The Decemberists’ Chris Funk On Raising A Girl With Eclectic Musical Tastes
Family Albums, produced with our partners at Spotify, features influential musicians revealing the songs that they rely on to get their own kids dancing, sleeping, and as fired up about music as they are.
The Decemberists are a folk rock band that call back sounds of bygone eras with an impressive collection of sounds, and Chris Funk is responsible for a whole bunch of them. When he’s not busy laying down tracks on his pedal steel guitar, piano, violin, dobro, hurdy-gurdy, mandolin, saxophone, or theremin, he’s trying — and failing — to get his 9-year-old daughter, Scout, into Kiss.
On The First Music She Really Responded To
We used to listen to a lot of Joanna Newsome and Lavender Diamond, which is my friend Becky Stark. They both have this fairy queen feeling to them, which Scout identified with — there’s a sense innocence that made sense at the time. She got to know Becky on a tour; at the time we were playing this record, Hazards Of Love which is a rock opera. The part Becky played, she wasn’t a fairy exactly, but her character lends itself to a child looking at her like a princess. With Joanna, she has a high, unusual voice and she plays a concert harp, which evokes this quality that the layman might think of as fairy-like.
On What He Has Against Kids’ Music
I was never into traditional kids’ music; it drives me nuts. You don’t have to placate them and sing about a little red wagon. Children are open to hearing adult music and to hearing what you listened to. And I don’t just mean, “You like ‘Yellow Submarine,’ so let’s explore the Beatles.” Why not Diver Down, by Van Halen — something that’s awesome?

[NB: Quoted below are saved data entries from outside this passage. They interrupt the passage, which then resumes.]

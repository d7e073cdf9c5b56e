use clap::ValueEnum;
use rand::seq::SliceRandom;
use rand::Rng;
use serde::{Deserialize, Serialize};
use strum_macros::Display;

#[derive(Debug, Clone, Copy, PartialEq, Eq, Hash, Display, Serialize, Deserialize, ValueEnum)]
pub enum Language {
    English,
    Russian,
    Chinese,
}

#[derive(Debug, Clone, Copy, PartialEq, Eq, Hash, Display, Serialize, Deserialize, ValueEnum)]
pub enum Difficulty {
    Simple,
    Middle,
    Hard,
}

/// Exercise levels. `BigText` is the long-form exercise used by fixed-text
/// tournaments; it is never drawn randomly.
#[derive(Debug, Clone, Copy, PartialEq, Eq, Hash, Display, Serialize, Deserialize, ValueEnum)]
pub enum Level {
    L1,
    L2,
    L3,
    L4,
    L5,
    BigText,
}

impl Level {
    const RANDOM_POOL: [Level; 5] = [Level::L1, Level::L2, Level::L3, Level::L4, Level::L5];
}

/// The shared language/difficulty/level triple an exercise is resolved from.
#[derive(Debug, Clone, Copy, PartialEq, Eq, Serialize, Deserialize)]
pub struct Settings {
    pub language: Language,
    pub difficulty: Difficulty,
    pub level: Level,
}

impl Default for Settings {
    fn default() -> Self {
        Self {
            language: Language::English,
            difficulty: Difficulty::Simple,
            level: Level::L1,
        }
    }
}

impl Settings {
    pub fn new(language: Language, difficulty: Difficulty, level: Level) -> Self {
        Self {
            language,
            difficulty,
            level,
        }
    }

    /// Draws a fresh standard level; tournaments call this between matches
    /// when not running in big-text mode.
    pub fn randomize_level<R: Rng>(&mut self, rng: &mut R) {
        // choose over a non-empty const array cannot fail
        if let Some(level) = Level::RANDOM_POOL.choose(rng) {
            self.level = *level;
        }
    }

    pub fn set_big_text(&mut self) {
        self.level = Level::BigText;
    }
}
use crate::scoring::{score, Score};
use crate::session::Session;
use std::io;
use std::time::{Duration, Instant};

use crossterm::event::{self, Event as CtEvent, KeyCode, KeyEventKind};

/// Default wall-clock budget for one attempt.
pub const DEFAULT_TIME_BUDGET: Duration = Duration::from_secs(60);

/// A discrete key event as the core sees it.
#[derive(Clone, Copy, Debug, PartialEq, Eq)]
pub enum KeyInput {
    Char(char),
    /// The distinguished abort code (ESC at the terminal).
    Abort,
}

/// Non-blocking key source. `None` is the "no input available" sentinel;
/// the driving loop re-checks its deadline and polls again.
pub trait InputSource {
    fn poll(&mut self) -> Option<KeyInput>;
}

/// Monotonic clock, injected so the core never reads global time.
pub trait Clock {
    fn now(&self) -> Instant;
}

pub struct SystemClock;

impl Clock for SystemClock {
    fn now(&self) -> Instant {
        Instant::now()
    }
}

/// Production input source over crossterm. Waits at most `poll_interval`
/// per poll so the driving loop keeps observing its deadline.
pub struct CrosstermInput {
    poll_interval: Duration,
}

impl CrosstermInput {
    pub fn new() -> Self {
        Self {
            poll_interval: Duration::from_millis(10),
        }
    }
}

impl Default for CrosstermInput {
    fn default() -> Self {
        Self::new()
    }
}

impl InputSource for CrosstermInput {
    fn poll(&mut self) -> Option<KeyInput> {
        if !event::poll(self.poll_interval).unwrap_or(false) {
            return None;
        }
        match event::read() {
            Ok(CtEvent::Key(key)) if key.kind == KeyEventKind::Press => match key.code {
                KeyCode::Char(c) => Some(KeyInput::Char(c)),
                KeyCode::Esc => Some(KeyInput::Abort),
                _ => None,
            },
            _ => None,
        }
    }
}

/// Rendering hook the driver calls after every accepted keystroke.
pub trait AttemptView {
    fn draw(&mut self, session: &Session) -> io::Result<()>;
}

/// View that draws nothing; used headless.
pub struct NullView;

impl AttemptView for NullView {
    fn draw(&mut self, _session: &Session) -> io::Result<()> {
        Ok(())
    }
}

/// How an attempt stopped.
#[derive(Debug, Clone, Copy, PartialEq, Eq)]
pub enum AttemptEnd {
    /// The whole exercise text was typed.
    Completed,
    /// The wall-clock budget elapsed first.
    TimedOut,
    /// The abort key was received.
    Aborted,
}

#[derive(Debug, Clone)]
pub struct Attempt {
    pub score: Score,
    pub end: AttemptEnd,
}

/// Drives one session to its end: a cooperative busy-poll that feeds
/// keystrokes into the session and re-checks the deadline every
/// iteration. Timeout and abort are observed here, with loop-iteration
/// granularity; the session itself only knows text exhaustion.
pub fn run_attempt<I, C, V>(
    session: &mut Session,
    input: &mut I,
    clock: &C,
    view: &mut V,
    budget: Duration,
) -> io::Result<Attempt>
where
    I: InputSource,
    C: Clock,
    V: AttemptView,
{
    let start = clock.now();
    view.draw(session)?;

    let end = loop {
        if session.is_completed() {
            break AttemptEnd::Completed;
        }

        let now = clock.now();
        if now.duration_since(start) >= budget {
            break AttemptEnd::TimedOut;
        }

        match input.poll() {
            None => continue,
            Some(KeyInput::Abort) => break AttemptEnd::Aborted,
            Some(KeyInput::Char(c)) => {
                session.process_keystroke(c, now);
                view.draw(session)?;
            }
        }
    };

    let elapsed = clock.now().duration_since(start);
    Ok(Attempt {
        score: score(session, elapsed),
        end,
    })
}

/// Scripted input source for tests: yields the queued polls in order,
/// then the no-input sentinel forever.
pub struct ScriptedInput {
    polls: std::collections::VecDeque<Option<KeyInput>>,
}

impl ScriptedInput {
    pub fn new<I: IntoIterator<Item = Option<KeyInput>>>(polls: I) -> Self {
        Self {
            polls: polls.into_iter().collect(),
        }
    }

    pub fn typing(text: &str) -> Self {
        Self::new(text.chars().map(|c| Some(KeyInput::Char(c))))
    }
}

impl InputSource for ScriptedInput {
    fn poll(&mut self) -> Option<KeyInput> {
        self.polls.pop_front().flatten()
    }
}

/// Deterministic test clock that advances a fixed step per reading.
pub struct SteppingClock {
    start: Instant,
    step: Duration,
    reads: std::cell::Cell<u32>,
}

impl SteppingClock {
    pub fn new(step: Duration) -> Self {
        Self {
            start: Instant::now(),
            step,
            reads: std::cell::Cell::new(0),
        }
    }
}

impl Clock for SteppingClock {
    fn now(&self) -> Instant {
        let reads = self.reads.get();
        self.reads.set(reads + 1);
        self.start + self.step * reads
    }
}

#[cfg(test)]
mod tests {
    use super::*;

    #[test]
    fn attempt_completes_when_text_is_typed() {
        let mut session = Session::new("cat");
        let mut input = ScriptedInput::typing("cat");
        let clock = SteppingClock::new(Duration::from_millis(100));

        let attempt = run_attempt(
            &mut session,
            &mut input,
            &clock,
            &mut NullView,
            DEFAULT_TIME_BUDGET,
        )
        .unwrap();

        assert_eq!(attempt.end, AttemptEnd::Completed);
        assert_eq!(attempt.score.correct_keystrokes, 3);
        assert_eq!(attempt.score.accuracy, 100.0);
    }

    #[test]
    fn abort_key_ends_the_attempt_early() {
        let mut session = Session::new("cat");
        let mut input = ScriptedInput::new([
            Some(KeyInput::Char('c')),
            Some(KeyInput::Abort),
            Some(KeyInput::Char('a')),
        ]);
        let clock = SteppingClock::new(Duration::from_millis(100));

        let attempt = run_attempt(
            &mut session,
            &mut input,
            &clock,
            &mut NullView,
            DEFAULT_TIME_BUDGET,
        )
        .unwrap();

        assert_eq!(attempt.end, AttemptEnd::Aborted);
        assert_eq!(attempt.score.chars_typed, 1);
    }

    #[test]
    fn deadline_fires_when_no_input_arrives() {
        let mut session = Session::new("cat");
        // nothing but no-input sentinels; the stepping clock walks the
        // loop past the one-second budget
        let mut input = ScriptedInput::new(std::iter::empty());
        let clock = SteppingClock::new(Duration::from_millis(200));

        let attempt = run_attempt(
            &mut session,
            &mut input,
            &clock,
            &mut NullView,
            Duration::from_secs(1),
        )
        .unwrap();

        assert_eq!(attempt.end, AttemptEnd::TimedOut);
        assert_eq!(attempt.score.chars_typed, 0);
        assert_eq!(attempt.score.accuracy, 0.0);
    }

    #[test]
    fn no_input_polls_do_not_advance_the_session() {
        let mut session = Session::new("ab");
        let mut input = ScriptedInput::new([
            None,
            Some(KeyInput::Char('a')),
            None,
            None,
            Some(KeyInput::Char('b')),
        ]);
        let clock = SteppingClock::new(Duration::from_millis(50));

        let attempt = run_attempt(
            &mut session,
            &mut input,
            &clock,
            &mut NullView,
            DEFAULT_TIME_BUDGET,
        )
        .unwrap();

        assert_eq!(attempt.end, AttemptEnd::Completed);
        assert_eq!(attempt.score.chars_typed, 2);
    }

    #[test]
    fn empty_exercise_completes_without_polling() {
        let mut session = Session::new("");
        let mut input = ScriptedInput::new(std::iter::empty());
        let clock = SteppingClock::new(Duration::from_millis(50));

        let attempt = run_attempt(
            &mut session,
            &mut input,
            &clock,
            &mut NullView,
            DEFAULT_TIME_BUDGET,
        )
        .unwrap();

        assert_eq!(attempt.end, AttemptEnd::Completed);
        assert_eq!(attempt.score.chars_typed, 0);
    }

    #[test]
    fn mistyped_characters_still_count_as_typed() {
        let mut session = Session::new("cat");
        let mut input = ScriptedInput::typing("cxt");
        let clock = SteppingClock::new(Duration::from_millis(100));

        let attempt = run_attempt(
            &mut session,
            &mut input,
            &clock,
            &mut NullView,
            DEFAULT_TIME_BUDGET,
        )
        .unwrap();

        assert_eq!(attempt.end, AttemptEnd::Completed);
        assert_eq!(attempt.score.chars_typed, 3);
        assert_eq!(attempt.score.correct_keystrokes, 2);
    }
}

On Why He Doesn’t Worry About Her Encountering “Adult” Themes Through Music
We watched Grease, the movie, the other night and, oh my god, there are so many subjects … it’s a Broadway musical for adults. But I had this fond memory of it and probably hadn’t seen it since I was her age. But the stuff about teenage pregnancy, it just blows over their heads and they focus on the music and the costumes. It’s a child’s innocence, if you don’t explain it, then they don’t know the meaning to those songs and they just enjoy the music.
“I don’t just mean, ‘You like ‘Yellow Submarine,’ so let’s explore the Beatles.’ Why not Diver Down, by Van Halen — something that’s awesome?”
On Her Favorite Decemberists Song
She has a record player in her room and, unfortunately, she puts on my records a lot, so I wake up to my own music, which you think would be flattering, but it’s not. Her favorite song, “The Rake’s Song,” is about infanticide. That’s what I’m saying — they don’t understand what’s happening. Her and her friends made a stop motion video for the song with Playmobile characters.
On Why He Bought Her A Record Player
We got her the record player for Christmas — not for audiophile reasons. Vinyl is inexpensive and tactical and fun. You can pop it on and play records, instead of flipping through an iPod. She’ll have plenty of time to do that, too.
On What She Has On Heavy Rotation
She’s into this garage rock compilation that I bought for her, [which includes] “Ain’t Gonna Eat My Heart Out” by The Puppets and “I Get The Message,” by The Interpreters. She also really likes a Sallie Ford song called “Coulda Been.” She’s really into First Aid Kit, they’re a duo, sisters from Sweden or Norway or somewhere like that. There’s another duo of siders who are from England called the Smoke Fairies, she’s really into that.
“My parents, I guess I didn’t like the style of music they liked — Liberace or Lawrence Welk. I guess Kiss is like Liberace.”
On Why Failed Fiddle Lessons Didn’t Really Fail
I was hoping they would stick, but they didn’t. I listen to a lot of bluegrass, and there’s an early-morning bluegrass show on our local NPR station that I listen to every Saturday, and the other day she requested “Saturday music.” When music is always around, it seeps in. Some kids, it’s right away, some kids it takes a while. So you sprinkle it around them and they’ll jump on it eventually. She likes the traditional stuff, Ralph Stanley and Bill Monroe. I have a band, Black Prairie, that’s founded in Americana music. She likes the album Wild Ones.
On Trying To Get Her Into The Music He Liked As A Kid
I was excited to play her Kiss, and she was not into that. I was shocked, because they wear makeup and breath fire. And I listened to a lot of Queen as a kid. Her teacher played some Queen in her classroom, so when I played it she rolled her eyes. She likes “Bohemian Rhapsody” though. My parents, I guess I didn’t like the style of music they liked — Liberace or Lawrence Welk. I guess Kiss is like Liberace.